=== Section Start ===

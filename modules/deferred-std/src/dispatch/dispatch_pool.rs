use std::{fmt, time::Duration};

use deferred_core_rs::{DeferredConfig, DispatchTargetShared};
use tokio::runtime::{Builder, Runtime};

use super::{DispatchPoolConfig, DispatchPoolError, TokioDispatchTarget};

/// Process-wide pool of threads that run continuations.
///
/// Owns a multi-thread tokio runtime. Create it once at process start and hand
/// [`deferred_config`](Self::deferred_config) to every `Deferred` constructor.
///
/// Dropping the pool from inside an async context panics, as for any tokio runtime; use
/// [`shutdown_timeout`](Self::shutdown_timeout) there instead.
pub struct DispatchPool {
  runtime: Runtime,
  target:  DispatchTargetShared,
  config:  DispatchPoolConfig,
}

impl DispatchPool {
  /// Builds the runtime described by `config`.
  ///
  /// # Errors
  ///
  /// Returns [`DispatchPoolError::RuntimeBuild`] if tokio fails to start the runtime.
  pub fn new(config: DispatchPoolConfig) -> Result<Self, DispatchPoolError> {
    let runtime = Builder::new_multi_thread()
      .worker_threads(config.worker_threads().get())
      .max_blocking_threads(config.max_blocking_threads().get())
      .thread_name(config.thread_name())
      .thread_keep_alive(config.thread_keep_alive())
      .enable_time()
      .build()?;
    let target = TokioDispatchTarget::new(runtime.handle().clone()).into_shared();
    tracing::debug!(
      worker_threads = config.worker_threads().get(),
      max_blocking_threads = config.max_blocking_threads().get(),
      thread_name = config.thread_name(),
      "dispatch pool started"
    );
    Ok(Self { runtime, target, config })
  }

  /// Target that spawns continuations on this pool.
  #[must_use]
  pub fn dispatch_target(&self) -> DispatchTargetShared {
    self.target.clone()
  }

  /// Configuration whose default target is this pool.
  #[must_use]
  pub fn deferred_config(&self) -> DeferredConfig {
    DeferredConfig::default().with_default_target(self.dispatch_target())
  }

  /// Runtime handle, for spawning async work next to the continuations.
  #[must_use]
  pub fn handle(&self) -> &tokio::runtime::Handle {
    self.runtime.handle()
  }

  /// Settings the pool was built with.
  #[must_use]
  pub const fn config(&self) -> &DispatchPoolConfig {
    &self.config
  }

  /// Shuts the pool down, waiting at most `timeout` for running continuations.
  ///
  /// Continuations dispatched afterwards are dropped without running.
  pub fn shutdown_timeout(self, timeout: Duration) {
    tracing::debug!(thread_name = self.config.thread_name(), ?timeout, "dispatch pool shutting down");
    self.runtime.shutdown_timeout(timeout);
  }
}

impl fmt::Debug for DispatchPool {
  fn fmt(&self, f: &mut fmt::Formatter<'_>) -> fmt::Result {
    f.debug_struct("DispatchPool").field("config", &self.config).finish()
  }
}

=== Section End ===
=== Section Start ===

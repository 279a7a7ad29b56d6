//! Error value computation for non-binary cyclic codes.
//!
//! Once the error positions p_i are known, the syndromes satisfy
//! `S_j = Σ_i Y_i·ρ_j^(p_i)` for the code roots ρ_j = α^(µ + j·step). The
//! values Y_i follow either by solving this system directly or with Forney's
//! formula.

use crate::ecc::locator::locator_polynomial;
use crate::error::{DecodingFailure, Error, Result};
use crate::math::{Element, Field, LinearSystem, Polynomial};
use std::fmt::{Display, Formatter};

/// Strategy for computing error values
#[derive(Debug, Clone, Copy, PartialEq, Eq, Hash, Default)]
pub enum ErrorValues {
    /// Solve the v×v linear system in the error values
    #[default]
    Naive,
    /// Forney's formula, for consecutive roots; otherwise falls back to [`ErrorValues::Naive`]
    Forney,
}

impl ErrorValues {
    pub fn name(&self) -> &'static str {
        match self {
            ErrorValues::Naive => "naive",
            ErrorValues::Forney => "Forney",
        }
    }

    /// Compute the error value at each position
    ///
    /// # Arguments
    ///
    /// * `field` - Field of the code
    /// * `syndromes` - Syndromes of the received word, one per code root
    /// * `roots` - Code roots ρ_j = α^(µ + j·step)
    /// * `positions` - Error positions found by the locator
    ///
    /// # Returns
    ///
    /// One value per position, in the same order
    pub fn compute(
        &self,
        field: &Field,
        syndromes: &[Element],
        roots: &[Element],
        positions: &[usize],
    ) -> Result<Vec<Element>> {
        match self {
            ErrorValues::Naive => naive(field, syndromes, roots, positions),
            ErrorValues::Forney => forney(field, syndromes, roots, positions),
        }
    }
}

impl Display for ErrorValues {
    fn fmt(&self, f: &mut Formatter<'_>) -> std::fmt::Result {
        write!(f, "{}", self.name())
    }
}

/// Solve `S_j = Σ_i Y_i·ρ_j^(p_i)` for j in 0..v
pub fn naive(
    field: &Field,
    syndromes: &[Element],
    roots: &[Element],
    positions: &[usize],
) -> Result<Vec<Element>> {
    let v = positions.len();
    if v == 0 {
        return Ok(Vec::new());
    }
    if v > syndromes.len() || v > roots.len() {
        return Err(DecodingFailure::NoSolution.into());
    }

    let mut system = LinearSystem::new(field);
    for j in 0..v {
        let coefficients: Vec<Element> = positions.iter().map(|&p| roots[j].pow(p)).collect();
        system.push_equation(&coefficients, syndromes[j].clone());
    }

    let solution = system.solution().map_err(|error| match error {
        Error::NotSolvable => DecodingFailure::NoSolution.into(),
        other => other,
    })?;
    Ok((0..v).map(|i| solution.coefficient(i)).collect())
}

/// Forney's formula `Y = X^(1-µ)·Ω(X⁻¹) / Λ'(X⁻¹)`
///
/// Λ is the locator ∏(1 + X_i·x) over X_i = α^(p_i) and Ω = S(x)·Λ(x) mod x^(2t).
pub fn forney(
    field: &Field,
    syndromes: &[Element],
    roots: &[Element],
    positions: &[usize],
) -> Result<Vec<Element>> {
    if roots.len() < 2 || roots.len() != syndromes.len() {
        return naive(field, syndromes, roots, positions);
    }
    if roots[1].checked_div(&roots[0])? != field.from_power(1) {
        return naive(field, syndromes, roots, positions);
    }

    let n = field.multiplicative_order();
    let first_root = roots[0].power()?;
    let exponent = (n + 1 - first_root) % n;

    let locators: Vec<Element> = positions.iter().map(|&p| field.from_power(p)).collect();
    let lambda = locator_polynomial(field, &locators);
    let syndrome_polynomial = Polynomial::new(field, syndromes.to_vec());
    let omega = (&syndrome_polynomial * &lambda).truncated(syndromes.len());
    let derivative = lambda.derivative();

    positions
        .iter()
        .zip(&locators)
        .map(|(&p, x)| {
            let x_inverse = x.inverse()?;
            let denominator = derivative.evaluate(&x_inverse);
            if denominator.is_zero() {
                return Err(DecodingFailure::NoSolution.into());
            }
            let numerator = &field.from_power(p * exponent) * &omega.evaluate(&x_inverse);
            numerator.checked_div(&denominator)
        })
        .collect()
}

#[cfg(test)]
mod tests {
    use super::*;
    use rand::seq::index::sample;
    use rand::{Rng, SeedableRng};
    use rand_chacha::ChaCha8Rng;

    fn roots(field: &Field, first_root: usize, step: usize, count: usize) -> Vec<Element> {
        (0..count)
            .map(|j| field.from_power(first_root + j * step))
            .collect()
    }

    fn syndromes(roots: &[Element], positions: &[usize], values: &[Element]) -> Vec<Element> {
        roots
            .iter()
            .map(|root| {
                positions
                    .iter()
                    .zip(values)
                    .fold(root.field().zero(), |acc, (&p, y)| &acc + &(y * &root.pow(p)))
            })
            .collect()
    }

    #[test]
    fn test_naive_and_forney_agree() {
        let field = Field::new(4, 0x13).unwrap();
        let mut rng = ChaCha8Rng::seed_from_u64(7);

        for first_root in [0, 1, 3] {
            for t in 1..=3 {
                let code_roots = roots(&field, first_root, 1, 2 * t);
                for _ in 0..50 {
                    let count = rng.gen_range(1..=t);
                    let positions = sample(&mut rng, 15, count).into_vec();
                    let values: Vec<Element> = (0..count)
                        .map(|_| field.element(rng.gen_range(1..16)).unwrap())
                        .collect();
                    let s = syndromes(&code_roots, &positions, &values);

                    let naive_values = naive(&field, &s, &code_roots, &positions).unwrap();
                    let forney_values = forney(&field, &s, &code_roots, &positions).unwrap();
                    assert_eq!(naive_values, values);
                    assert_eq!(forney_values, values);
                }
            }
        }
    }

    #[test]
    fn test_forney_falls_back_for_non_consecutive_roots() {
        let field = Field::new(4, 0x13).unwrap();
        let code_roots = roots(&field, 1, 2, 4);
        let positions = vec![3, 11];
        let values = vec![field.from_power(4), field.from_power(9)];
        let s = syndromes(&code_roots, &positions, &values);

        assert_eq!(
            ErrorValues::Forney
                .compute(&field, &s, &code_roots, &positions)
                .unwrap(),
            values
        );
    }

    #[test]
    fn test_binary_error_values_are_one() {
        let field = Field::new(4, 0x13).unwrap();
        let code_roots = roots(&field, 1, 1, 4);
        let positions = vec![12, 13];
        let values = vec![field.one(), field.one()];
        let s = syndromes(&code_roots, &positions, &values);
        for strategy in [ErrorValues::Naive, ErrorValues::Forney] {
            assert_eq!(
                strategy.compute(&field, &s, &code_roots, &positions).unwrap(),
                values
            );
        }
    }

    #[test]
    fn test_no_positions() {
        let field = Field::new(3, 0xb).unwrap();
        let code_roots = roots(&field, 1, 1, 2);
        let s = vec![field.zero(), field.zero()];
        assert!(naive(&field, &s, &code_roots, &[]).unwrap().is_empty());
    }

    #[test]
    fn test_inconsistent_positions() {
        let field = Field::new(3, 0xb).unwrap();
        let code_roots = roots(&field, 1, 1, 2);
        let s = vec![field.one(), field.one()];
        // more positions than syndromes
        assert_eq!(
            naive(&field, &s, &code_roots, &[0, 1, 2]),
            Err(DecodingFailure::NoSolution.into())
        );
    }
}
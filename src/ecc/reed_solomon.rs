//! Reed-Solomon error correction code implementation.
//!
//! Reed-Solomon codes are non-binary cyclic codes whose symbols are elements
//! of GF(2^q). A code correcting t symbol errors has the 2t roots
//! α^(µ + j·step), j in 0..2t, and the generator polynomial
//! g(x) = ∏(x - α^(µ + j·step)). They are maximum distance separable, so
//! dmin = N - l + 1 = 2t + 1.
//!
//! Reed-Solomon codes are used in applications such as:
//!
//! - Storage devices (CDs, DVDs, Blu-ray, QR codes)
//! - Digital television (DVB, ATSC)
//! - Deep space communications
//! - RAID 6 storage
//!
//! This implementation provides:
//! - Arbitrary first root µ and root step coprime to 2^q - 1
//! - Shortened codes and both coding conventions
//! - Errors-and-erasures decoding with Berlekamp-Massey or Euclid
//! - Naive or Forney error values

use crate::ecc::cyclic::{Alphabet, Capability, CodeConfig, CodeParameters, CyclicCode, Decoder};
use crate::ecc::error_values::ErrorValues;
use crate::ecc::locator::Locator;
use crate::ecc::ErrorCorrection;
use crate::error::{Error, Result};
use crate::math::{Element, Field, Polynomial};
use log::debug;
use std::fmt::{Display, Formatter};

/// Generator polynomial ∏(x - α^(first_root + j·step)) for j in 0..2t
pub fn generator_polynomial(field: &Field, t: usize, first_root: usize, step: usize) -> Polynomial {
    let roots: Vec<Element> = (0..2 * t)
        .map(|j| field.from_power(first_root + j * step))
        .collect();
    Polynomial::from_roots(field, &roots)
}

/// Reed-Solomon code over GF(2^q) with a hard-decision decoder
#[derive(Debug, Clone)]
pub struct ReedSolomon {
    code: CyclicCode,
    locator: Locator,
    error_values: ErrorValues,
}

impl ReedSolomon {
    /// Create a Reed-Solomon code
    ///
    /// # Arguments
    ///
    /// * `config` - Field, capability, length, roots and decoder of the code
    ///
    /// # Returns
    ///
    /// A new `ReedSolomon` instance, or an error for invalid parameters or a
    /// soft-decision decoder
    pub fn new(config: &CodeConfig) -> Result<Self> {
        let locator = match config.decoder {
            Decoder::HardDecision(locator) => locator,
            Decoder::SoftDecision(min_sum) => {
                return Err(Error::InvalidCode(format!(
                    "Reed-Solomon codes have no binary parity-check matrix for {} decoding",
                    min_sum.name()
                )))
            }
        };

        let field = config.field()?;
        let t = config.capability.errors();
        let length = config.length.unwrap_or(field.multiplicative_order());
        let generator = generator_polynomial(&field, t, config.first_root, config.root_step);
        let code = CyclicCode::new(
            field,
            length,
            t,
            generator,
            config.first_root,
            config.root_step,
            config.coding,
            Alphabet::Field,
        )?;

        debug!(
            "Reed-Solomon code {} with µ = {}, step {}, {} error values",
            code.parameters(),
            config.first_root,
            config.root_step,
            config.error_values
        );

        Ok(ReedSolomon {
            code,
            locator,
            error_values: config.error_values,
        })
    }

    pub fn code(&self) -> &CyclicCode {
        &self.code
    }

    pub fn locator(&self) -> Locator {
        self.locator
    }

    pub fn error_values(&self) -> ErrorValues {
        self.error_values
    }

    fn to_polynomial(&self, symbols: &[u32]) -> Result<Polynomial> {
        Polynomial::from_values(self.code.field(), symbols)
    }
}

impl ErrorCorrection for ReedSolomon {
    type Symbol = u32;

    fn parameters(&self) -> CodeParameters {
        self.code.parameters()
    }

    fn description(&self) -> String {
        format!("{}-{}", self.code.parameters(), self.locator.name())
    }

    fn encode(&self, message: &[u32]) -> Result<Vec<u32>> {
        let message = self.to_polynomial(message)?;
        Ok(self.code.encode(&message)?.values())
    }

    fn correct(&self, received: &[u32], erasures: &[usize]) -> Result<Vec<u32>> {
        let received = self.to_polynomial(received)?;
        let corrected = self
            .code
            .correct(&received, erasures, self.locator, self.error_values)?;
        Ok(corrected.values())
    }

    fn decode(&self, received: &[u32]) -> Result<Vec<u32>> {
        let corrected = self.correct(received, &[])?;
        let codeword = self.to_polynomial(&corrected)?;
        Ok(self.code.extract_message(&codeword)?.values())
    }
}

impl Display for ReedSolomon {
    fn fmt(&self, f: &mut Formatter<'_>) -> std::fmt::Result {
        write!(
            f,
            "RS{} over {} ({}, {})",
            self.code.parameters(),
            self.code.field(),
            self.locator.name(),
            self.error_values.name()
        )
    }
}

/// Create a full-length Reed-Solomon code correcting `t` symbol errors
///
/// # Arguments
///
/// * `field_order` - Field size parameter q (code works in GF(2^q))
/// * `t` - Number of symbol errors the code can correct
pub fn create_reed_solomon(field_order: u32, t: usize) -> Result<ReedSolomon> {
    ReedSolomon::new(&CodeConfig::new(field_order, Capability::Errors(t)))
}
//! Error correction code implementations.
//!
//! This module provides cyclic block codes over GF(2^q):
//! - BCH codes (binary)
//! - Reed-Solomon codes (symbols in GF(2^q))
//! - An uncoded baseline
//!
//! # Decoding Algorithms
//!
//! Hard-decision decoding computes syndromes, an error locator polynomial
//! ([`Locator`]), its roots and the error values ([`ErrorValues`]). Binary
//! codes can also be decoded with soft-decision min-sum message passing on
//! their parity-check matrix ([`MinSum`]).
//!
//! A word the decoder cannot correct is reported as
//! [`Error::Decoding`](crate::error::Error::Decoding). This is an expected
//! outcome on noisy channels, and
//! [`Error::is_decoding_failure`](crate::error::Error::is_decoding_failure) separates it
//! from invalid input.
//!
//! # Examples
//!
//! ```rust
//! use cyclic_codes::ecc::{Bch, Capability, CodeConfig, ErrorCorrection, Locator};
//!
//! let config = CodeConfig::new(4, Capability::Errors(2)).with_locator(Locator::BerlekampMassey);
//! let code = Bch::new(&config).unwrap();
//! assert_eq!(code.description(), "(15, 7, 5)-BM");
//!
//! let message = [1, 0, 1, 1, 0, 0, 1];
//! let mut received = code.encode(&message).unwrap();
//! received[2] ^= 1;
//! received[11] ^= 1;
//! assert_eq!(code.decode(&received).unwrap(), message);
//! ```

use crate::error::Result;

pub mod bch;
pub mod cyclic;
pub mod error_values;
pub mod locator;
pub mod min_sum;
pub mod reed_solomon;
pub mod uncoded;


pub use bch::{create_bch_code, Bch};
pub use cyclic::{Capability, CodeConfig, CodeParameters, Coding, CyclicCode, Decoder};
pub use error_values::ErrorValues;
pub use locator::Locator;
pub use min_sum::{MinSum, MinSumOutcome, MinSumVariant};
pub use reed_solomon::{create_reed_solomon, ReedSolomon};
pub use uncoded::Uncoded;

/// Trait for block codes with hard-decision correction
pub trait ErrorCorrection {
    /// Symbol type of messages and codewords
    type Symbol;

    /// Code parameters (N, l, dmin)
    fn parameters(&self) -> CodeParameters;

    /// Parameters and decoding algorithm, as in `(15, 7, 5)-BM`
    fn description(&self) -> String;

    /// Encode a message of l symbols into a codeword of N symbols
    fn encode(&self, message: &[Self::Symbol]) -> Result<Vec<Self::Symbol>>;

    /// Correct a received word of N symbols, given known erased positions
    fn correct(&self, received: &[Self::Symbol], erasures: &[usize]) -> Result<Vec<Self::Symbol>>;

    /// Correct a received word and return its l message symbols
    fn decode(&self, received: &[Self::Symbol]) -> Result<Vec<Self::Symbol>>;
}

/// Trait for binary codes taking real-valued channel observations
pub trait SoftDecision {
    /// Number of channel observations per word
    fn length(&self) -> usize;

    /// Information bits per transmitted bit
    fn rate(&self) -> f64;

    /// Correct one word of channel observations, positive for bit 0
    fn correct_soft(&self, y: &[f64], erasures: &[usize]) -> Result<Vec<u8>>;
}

=== Section End ===

Task goal.
Retrieve all lines from the data that contain the string "symbols".

Answer space.
//! Reed-Solomon codes are non-binary cyclic codes whose symbols are elements
    fn to_polynomial(&self, symbols: &[u32]) -> Result<Polynomial> {
        Polynomial::from_values(self.code.field(), symbols)
//! - Reed-Solomon codes (symbols in GF(2^q))
    /// Encode a message of l symbols into a codeword of N symbols
    /// Correct a received word of N symbols, given known erased positions
    /// Correct a received word and return its l message symbols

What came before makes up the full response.